#### Activity:
Sort through the listing below and keep each line with the word "true". Copy those.

■ ■ ■ ■ ■

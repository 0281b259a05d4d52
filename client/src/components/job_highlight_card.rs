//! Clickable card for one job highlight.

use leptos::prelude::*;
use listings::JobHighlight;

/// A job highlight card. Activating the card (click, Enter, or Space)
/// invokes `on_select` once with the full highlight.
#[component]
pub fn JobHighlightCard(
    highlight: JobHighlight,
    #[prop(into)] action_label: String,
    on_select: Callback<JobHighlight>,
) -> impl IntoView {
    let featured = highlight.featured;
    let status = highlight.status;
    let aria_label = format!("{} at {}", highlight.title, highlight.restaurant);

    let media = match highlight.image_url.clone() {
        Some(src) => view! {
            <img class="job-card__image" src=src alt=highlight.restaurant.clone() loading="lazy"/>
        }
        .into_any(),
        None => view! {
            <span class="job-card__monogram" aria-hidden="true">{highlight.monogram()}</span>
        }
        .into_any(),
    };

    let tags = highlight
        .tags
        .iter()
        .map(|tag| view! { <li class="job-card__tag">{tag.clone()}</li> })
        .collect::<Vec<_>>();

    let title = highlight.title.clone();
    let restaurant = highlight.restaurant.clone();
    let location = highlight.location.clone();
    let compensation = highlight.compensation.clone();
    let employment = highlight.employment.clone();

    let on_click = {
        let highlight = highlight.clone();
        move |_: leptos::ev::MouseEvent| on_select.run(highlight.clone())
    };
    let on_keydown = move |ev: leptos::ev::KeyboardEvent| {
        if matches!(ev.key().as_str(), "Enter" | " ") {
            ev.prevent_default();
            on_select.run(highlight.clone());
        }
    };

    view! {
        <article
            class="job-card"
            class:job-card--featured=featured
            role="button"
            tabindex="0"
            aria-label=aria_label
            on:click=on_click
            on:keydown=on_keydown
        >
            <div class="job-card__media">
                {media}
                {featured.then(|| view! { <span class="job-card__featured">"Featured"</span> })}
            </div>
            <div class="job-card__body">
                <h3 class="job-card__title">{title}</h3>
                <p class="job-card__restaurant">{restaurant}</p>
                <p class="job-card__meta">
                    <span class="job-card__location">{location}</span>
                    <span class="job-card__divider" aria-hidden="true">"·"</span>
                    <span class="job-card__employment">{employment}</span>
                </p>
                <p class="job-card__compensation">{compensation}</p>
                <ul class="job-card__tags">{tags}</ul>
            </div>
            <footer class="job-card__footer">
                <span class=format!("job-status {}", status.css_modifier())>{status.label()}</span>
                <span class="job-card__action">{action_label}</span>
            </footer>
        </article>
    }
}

■ ■ ■ ■ ■

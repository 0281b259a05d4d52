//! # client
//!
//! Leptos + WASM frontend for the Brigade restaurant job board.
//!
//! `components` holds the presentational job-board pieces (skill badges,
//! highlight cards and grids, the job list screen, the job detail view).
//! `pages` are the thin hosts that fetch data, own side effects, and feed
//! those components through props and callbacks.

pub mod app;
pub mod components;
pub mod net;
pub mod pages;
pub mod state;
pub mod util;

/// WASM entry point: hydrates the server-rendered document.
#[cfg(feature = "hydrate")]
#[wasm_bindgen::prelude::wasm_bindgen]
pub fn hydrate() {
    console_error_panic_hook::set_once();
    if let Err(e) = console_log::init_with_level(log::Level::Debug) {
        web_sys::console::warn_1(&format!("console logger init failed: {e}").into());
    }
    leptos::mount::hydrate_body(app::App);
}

■ ■ ■ ■ ■

#### Task response:
            <span class="job-card__monogram" aria-hidden="true">{highlight.monogram()}</span>
                    <span class="job-card__divider" aria-hidden="true">"·"</span>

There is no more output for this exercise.